> _Exercise_
Please repeat, from the entries that follow, the lines from the one containing "self.data.write().teams.entry(league).or_default().push(team);" through the one containing "pub fn add_clash(&self, league: LeagueId, clash: ScheduleClash)" exactly, adding nothing.

========================

//! Round matchup registry.
//!
//! Tracks which team pairs have already faced each other in the active
//! round. Lookups merge two sources: the immutable set recorded by earlier
//! matchdays (supplied by the league service once per session) and the
//! pairs tentatively held by filled slots in the draft being composed. The
//! scheduled subset is derived from the slot list on every lookup rather
//! than maintained as a separate set; the two can therefore never fall out
//! of sync, and nothing placed in a draft leaks past the session.

use std::collections::HashSet;

use crate::api::{Slot, TeamPair};

/// Session-scoped set of pairs already played in earlier matchdays of the
/// round. Immutable after construction.
#[derive(Debug, Clone, Default)]
pub struct MatchupRegistry {
    played: HashSet<TeamPair>,
}

impl MatchupRegistry {
    pub fn new(played: impl IntoIterator<Item = TeamPair>) -> Self {
        Self {
            played: played.into_iter().collect(),
        }
    }

    /// Whether the pair was recorded as played by an earlier matchday.
    pub fn is_played_externally(&self, pair: TeamPair) -> bool {
        self.played.contains(&pair)
    }

    pub fn external_len(&self) -> usize {
        self.played.len()
    }

    pub fn iter_external(&self) -> impl Iterator<Item = &TeamPair> {
        self.played.iter()
    }
}

/// Pairs currently held by filled slots of the draft.
pub fn scheduled_pairs(slots: &[Slot]) -> HashSet<TeamPair> {
    slots.iter().filter_map(Slot::pair).collect()
}

/// Merged played-pair lookup over the registry and the current slot list.
///
/// A view is cheap to build and borrows both sources; it is constructed
/// fresh for every check. The optional excluded pair is the one occupying
/// the slot under edit, so its teams can be re-offered for that same slot.
#[derive(Debug, Clone, Copy)]
pub struct RegistryView<'a> {
    registry: &'a MatchupRegistry,
    slots: &'a [Slot],
    exclude: Option<TeamPair>,
}

impl<'a> RegistryView<'a> {
    pub fn new(registry: &'a MatchupRegistry, slots: &'a [Slot]) -> Self {
        Self {
            registry,
            slots,
            exclude: None,
        }
    }

    pub fn excluding(mut self, pair: Option<TeamPair>) -> Self {
        self.exclude = pair;
        self
    }

    /// Whether the pair has played: externally recorded, or held by a
    /// filled slot of the draft (minus the excluded pair).
    pub fn has_played(&self, pair: TeamPair) -> bool {
        self.registry.is_played_externally(pair) || self.scheduled_in_slot(pair).is_some()
    }

    /// Ordinal of the filled slot currently holding this pair, if any,
    /// honoring the exclusion.
    pub fn scheduled_in_slot(&self, pair: TeamPair) -> Option<usize> {
        if self.exclude == Some(pair) {
            return None;
        }
        self.slots
            .iter()
            .find(|slot| slot.pair() == Some(pair))
            .map(|slot| slot.ordinal)
    }
}
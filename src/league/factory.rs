//! League service factory for dependency injection.
//!
//! Creates service instances from runtime configuration, so the binary and
//! tests pick a backend without hard-wiring a type.

use std::str::FromStr;
use std::sync::Arc;

#[cfg(feature = "local-league")]
use super::local::LocalLeagueService;
use super::config::LeagueConfig;
use super::error::{LeagueResult, LeagueServiceError};
use super::service::LeagueService;

/// League service backend selection.
#[derive(Debug, Clone, Copy, PartialEq, Eq)]
pub enum LeagueBackendType {
    /// In-memory local service
    Local,
}

impl FromStr for LeagueBackendType {
    type Err = String;

    fn from_str(s: &str) -> Result<Self, Self::Err> {
        match s.to_lowercase().as_str() {
            "local" | "memory" => Ok(Self::Local),
            _ => Err(format!("Unknown league backend: {}", s)),
        }
    }
}

impl LeagueBackendType {
    /// Backend from the `LEAGUE_BACKEND` environment variable, falling
    /// back to the local service.
    pub fn from_env() -> Self {
        std::env::var("LEAGUE_BACKEND")
            .ok()
            .and_then(|val| val.parse().ok())
            .unwrap_or(Self::Local)
    }
}

/// Factory for creating league service instances.
pub struct LeagueServiceFactory;

impl LeagueServiceFactory {
    /// Create a league service based on backend type.
    pub fn create(backend: LeagueBackendType) -> LeagueResult<Arc<dyn LeagueService>> {
        match backend {
            LeagueBackendType::Local => {
                #[cfg(feature = "local-league")]
                {
                    Ok(Arc::new(LocalLeagueService::new()) as Arc<dyn LeagueService>)
                }
                #[cfg(not(feature = "local-league"))]
                {
                    Err(LeagueServiceError::internal(
                        "local league service feature not enabled",
                    ))
                }
            }
        }
    }

    /// Create a league service from a configuration file's settings.
    pub fn from_config(config: &LeagueConfig) -> LeagueResult<Arc<dyn LeagueService>> {
        let backend = config
            .league
            .backend
            .parse()
            .map_err(LeagueServiceError::invalid_data)?;
        Self::create(backend)
    }

    /// Create a local in-memory league service directly.
    #[cfg(feature = "local-league")]
    pub fn create_local() -> Arc<LocalLeagueService> {
        Arc::new(LocalLeagueService::new())
    }
}
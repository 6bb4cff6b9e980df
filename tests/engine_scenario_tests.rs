//! End-to-end engine scenario tests over the public library API.
//!
//! Walks the documented worked example: four teams, one pair already
//! played, a two-slot matchday at 19:00 with 60-minute matches and a
//! 15-minute rest interval.

use chrono::{NaiveDate, NaiveTime};
use liga_rust::api::{
    ConflictReason, LeagueId, MatchdayConfig, Round, Side, Team, TeamId, TeamPair,
};
use liga_rust::engine::composer::{ComposeError, MatchdayComposer, SessionInputs, WizardState};
use liga_rust::engine::validator::validate;

const A: TeamId = TeamId(1);
const B: TeamId = TeamId(2);
const C: TeamId = TeamId(3);
const D: TeamId = TeamId(4);

fn scenario_composer() -> MatchdayComposer {
    let inputs = SessionInputs {
        league: LeagueId(1),
        roster: vec![
            Team::new(A, "Atlantis"),
            Team::new(B, "Bahia"),
            Team::new(C, "Costa"),
            Team::new(D, "Delta"),
        ],
        played_pairs: vec![TeamPair::new(A, B).unwrap()],
        pairings_owed: 5,
    };
    let config = MatchdayConfig {
        date: NaiveDate::from_ymd_opt(2025, 3, 8).unwrap(),
        start_time: NaiveTime::from_hms_opt(19, 0, 0).unwrap(),
        slot_count: 2,
        match_minutes: 60,
        rest_minutes: 15,
        round: Round(1),
    };
    MatchdayComposer::new(inputs, config)
}

#[test]
fn test_scenario_slot_times() {
    let mut composer = scenario_composer();
    composer.begin_assigning().unwrap();

    let times: Vec<String> = composer
        .slots()
        .iter()
        .map(|s| s.kickoff.format("%H:%M").to_string())
        .collect();
    assert_eq!(times, vec!["19:00", "20:15"]);
}

#[test]
fn test_scenario_valid_assignment_and_commit_path() {
    let mut composer = scenario_composer();
    composer.begin_assigning().unwrap();

    composer.assign_team(0, Side::Home, A).unwrap();
    composer.assign_team(0, Side::Away, C).unwrap();
    composer.assign_team(1, Side::Home, B).unwrap();
    composer.assign_team(1, Side::Away, D).unwrap();

    composer.begin_review().unwrap();
    let report = validate(&composer, &[]);
    assert!(report.complete);
    assert!(report.conflict_free);

    let batch = composer.prepare_batch(&report).unwrap();
    assert_eq!(batch.fixtures.len(), 2);
    assert_eq!(batch.fixtures[0].home, A);
    assert_eq!(batch.fixtures[0].away, C);
    assert_eq!(batch.fixtures[1].home, B);
    assert_eq!(batch.fixtures[1].away, D);
    assert!(batch.fixtures.iter().all(|f| f.round == Round(1)));

    composer.mark_committed().unwrap();
    assert_eq!(composer.state(), WizardState::Committed);
}

#[test]
fn test_scenario_duplicate_pair_rejected() {
    let mut composer = scenario_composer();
    composer.begin_assigning().unwrap();

    composer.assign_team(0, Side::Home, A).unwrap();
    composer.assign_team(0, Side::Away, C).unwrap();

    // Trying to build (A,C) again in slot 1 must fail once one side is in.
    composer.assign_team(1, Side::Away, A).unwrap();
    let err = composer.assign_team(1, Side::Home, C).unwrap_err();
    assert!(matches!(
        err,
        ComposeError::PairAlreadyScheduled { slot: 0, .. }
    ));
}

#[test]
fn test_scenario_candidates_exclude_scheduled_pair() {
    let mut composer = scenario_composer();
    composer.begin_assigning().unwrap();

    composer.assign_team(0, Side::Home, A).unwrap();
    composer.assign_team(0, Side::Away, C).unwrap();
    composer.assign_team(1, Side::Away, A).unwrap();

    // Candidates to face A in slot 1: B is excluded (already played this
    // round), C is excluded ((A,C) is placed in slot 0), D remains.
    let candidates = composer.candidates(1, Side::Home).unwrap();
    assert_eq!(candidates, vec![D]);
}

#[test]
fn test_scenario_played_pair_never_offered() {
    let mut composer = scenario_composer();
    composer.begin_assigning().unwrap();

    composer.assign_team(0, Side::Away, B).unwrap();
    let candidates = composer.candidates(0, Side::Home).unwrap();
    assert!(!candidates.contains(&A));
    assert_eq!(candidates, vec![C, D]);
}

#[test]
fn test_scenario_propagation_on_reassignment() {
    let mut composer = scenario_composer();
    composer.begin_assigning().unwrap();

    // Slot 0 holds (C,B); reassigning home to A, where (A,B) has already
    // been played, must clear the away side instead of keeping an invalid
    // pair in place.
    composer.assign_team(0, Side::Home, C).unwrap();
    composer.assign_team(0, Side::Away, B).unwrap();
    let outcome = composer.assign_team(0, Side::Home, A).unwrap();

    assert_eq!(outcome.cleared_opposite, Some(B));
    assert_eq!(composer.slots()[0].home, Some(A));
    assert_eq!(composer.slots()[0].away, None);

    let report = validate(&composer, &[]);
    assert!(!report.complete);
    assert!(report
        .conflicts
        .iter()
        .any(|c| c.reason == ConflictReason::SlotUnderfilled && c.slot == Some(0)));
}

#[test]
fn test_scenario_clamping_against_owed_pairings() {
    let inputs = SessionInputs {
        league: LeagueId(1),
        roster: vec![
            Team::new(A, "Atlantis"),
            Team::new(B, "Bahia"),
            Team::new(C, "Costa"),
            Team::new(D, "Delta"),
        ],
        played_pairs: vec![],
        pairings_owed: 3,
    };
    let config = MatchdayConfig {
        date: NaiveDate::from_ymd_opt(2025, 3, 8).unwrap(),
        start_time: NaiveTime::from_hms_opt(19, 0, 0).unwrap(),
        slot_count: 5,
        match_minutes: 60,
        rest_minutes: 15,
        round: Round(1),
    };
    let mut composer = MatchdayComposer::new(inputs, config);
    composer.begin_assigning().unwrap();
    assert_eq!(composer.slots().len(), 3);
}
//! In-memory league service implementation.
//!
//! Provides a local implementation of all four collaborator traits,
//! suitable for unit testing and local development. All data is stored in
//! memory, so sessions are fast, deterministic, and isolated. Tests seed
//! rosters, round history, and clash lists, then assert on the fixture
//! batches the engine commits.

use async_trait::async_trait;
use parking_lot::RwLock;
use std::collections::HashMap;
use std::sync::Arc;

use super::error::{ErrorContext, LeagueResult, LeagueServiceError};
use super::service::{ConflictSource, FixtureSink, RosterSource, RoundHistorySource};
use crate::api::{FixtureBatch, LeagueId, Round, ScheduleClash, Slot, Team, TeamPair};

/// In-memory local league service.
///
/// Cloning shares the underlying data, matching how an `Arc<dyn
/// LeagueService>` behaves in the service layer.
///
/// # Example
/// ```
/// use liga_rust::api::{LeagueId, Round, Team, TeamId};
/// use liga_rust::league::LocalLeagueService;
///
/// let league = LeagueId(1);
/// let service = LocalLeagueService::new();
/// service.add_team(league, Team::new(TeamId(1), "Los Bloqueadores"));
/// service.set_pairings_owed(league, Round(1), 6);
/// ```
#[derive(Debug, Clone, Default)]
pub struct LocalLeagueService {
    data: Arc<RwLock<LocalData>>,
}

#[derive(Debug, Default)]
struct LocalData {
    teams: HashMap<LeagueId, Vec<Team>>,
    played: HashMap<(LeagueId, Round), Vec<TeamPair>>,
    owed: HashMap<(LeagueId, Round), u32>,
    clashes: HashMap<LeagueId, Vec<ScheduleClash>>,
    committed: Vec<FixtureBatch>,
    fail_next_commit: Option<String>,
}

impl LocalLeagueService {
    /// Create a new empty local league service.
    pub fn new() -> Self {
        Self::default()
    }

    /// Register a team in a league's roster.
    pub fn add_team(&self, league: LeagueId, team: Team) {
        self.data.write().teams.entry(league).or_default().push(team);
    }

    /// Record a pair as already played in a round.
    pub fn record_played_pair(&self, league: LeagueId, round: Round, pair: TeamPair) {
        self.data
            .write()
            .played
            .entry((league, round))
            .or_default()
            .push(pair);
    }

    /// Set the number of pairings still owed in a round.
    pub fn set_pairings_owed(&self, league: LeagueId, round: Round, owed: u32) {
        self.data.write().owed.insert((league, round), owed);
    }

    /// Register a double-booking the conflict check should report.
    pub fn add_clash(&self, league: LeagueId, clash: ScheduleClash) {
        self.data.write().clashes.entry(league).or_default().push(clash);
    }

    /// Make the next `create_matchday` call fail with a transport error.
    pub fn fail_next_commit(&self, message: impl Into<String>) {
        self.data.write().fail_next_commit = Some(message.into());
    }

    /// Fixture batches accepted by the sink, in submission order.
    pub fn committed_batches(&self) -> Vec<FixtureBatch> {
        self.data.read().committed.clone()
    }
}

#[async_trait]
impl RosterSource for LocalLeagueService {
    async fn list_available_teams(&self, league: LeagueId) -> LeagueResult<Vec<Team>> {
        let data = self.data.read();
        data.teams.get(&league).cloned().ok_or_else(|| {
            LeagueServiceError::not_found_with_context(
                format!("league {} has no roster", league),
                ErrorContext::new("list_available_teams")
                    .with_entity("league")
                    .with_entity_id(league),
            )
        })
    }
}

#[async_trait]
impl RoundHistorySource for LocalLeagueService {
    async fn list_played_pairs(
        &self,
        league: LeagueId,
        round: Round,
    ) -> LeagueResult<Vec<TeamPair>> {
        let data = self.data.read();
        Ok(data.played.get(&(league, round)).cloned().unwrap_or_default())
    }

    async fn pairings_owed_in_round(&self, league: LeagueId, round: Round) -> LeagueResult<u32> {
        let data = self.data.read();
        Ok(data.owed.get(&(league, round)).copied().unwrap_or(0))
    }
}

#[async_trait]
impl ConflictSource for LocalLeagueService {
    async fn check_schedule_clashes(
        &self,
        league: LeagueId,
        candidate_slots: &[Slot],
    ) -> LeagueResult<Vec<ScheduleClash>> {
        let data = self.data.read();
        let Some(clashes) = data.clashes.get(&league) else {
            return Ok(Vec::new());
        };
        // Report only clashes involving teams actually placed in the draft.
        Ok(clashes
            .iter()
            .filter(|clash| {
                candidate_slots.iter().any(|slot| {
                    slot.home == Some(clash.team) || slot.away == Some(clash.team)
                })
            })
            .cloned()
            .collect())
    }
}

#[async_trait]
impl FixtureSink for LocalLeagueService {
    async fn create_matchday(&self, batch: &FixtureBatch) -> LeagueResult<()> {
        let mut data = self.data.write();
        if let Some(message) = data.fail_next_commit.take() {
            return Err(LeagueServiceError::transport_with_context(
                message,
                ErrorContext::new("create_matchday")
                    .with_entity("fixture_batch")
                    .with_entity_id(&batch.checksum),
            ));
        }
        if batch.fixtures.is_empty() {
            return Err(LeagueServiceError::rejected_with_context(
                "fixture batch is empty",
                ErrorContext::new("create_matchday").with_entity("fixture_batch"),
            ));
        }
        data.committed.push(batch.clone());
        Ok(())
    }
}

========================

> _Answer_
        self.data.write().teams.entry(league).or_default().push(team);
    }

    /// Record a pair as already played in a round.
    pub fn record_played_pair(&self, league: LeagueId, round: Round, pair: TeamPair) {
        self.data
            .write()
            .played
            .entry((league, round))
            .or_default()
            .push(pair);
    }

    /// Set the number of pairings still owed in a round.
    pub fn set_pairings_owed(&self, league: LeagueId, round: Round, owed: u32) {
        self.data.write().owed.insert((league, round), owed);
    }

    /// Register a double-booking the conflict check should report.
    pub fn add_clash(&self, league: LeagueId, clash: ScheduleClash) {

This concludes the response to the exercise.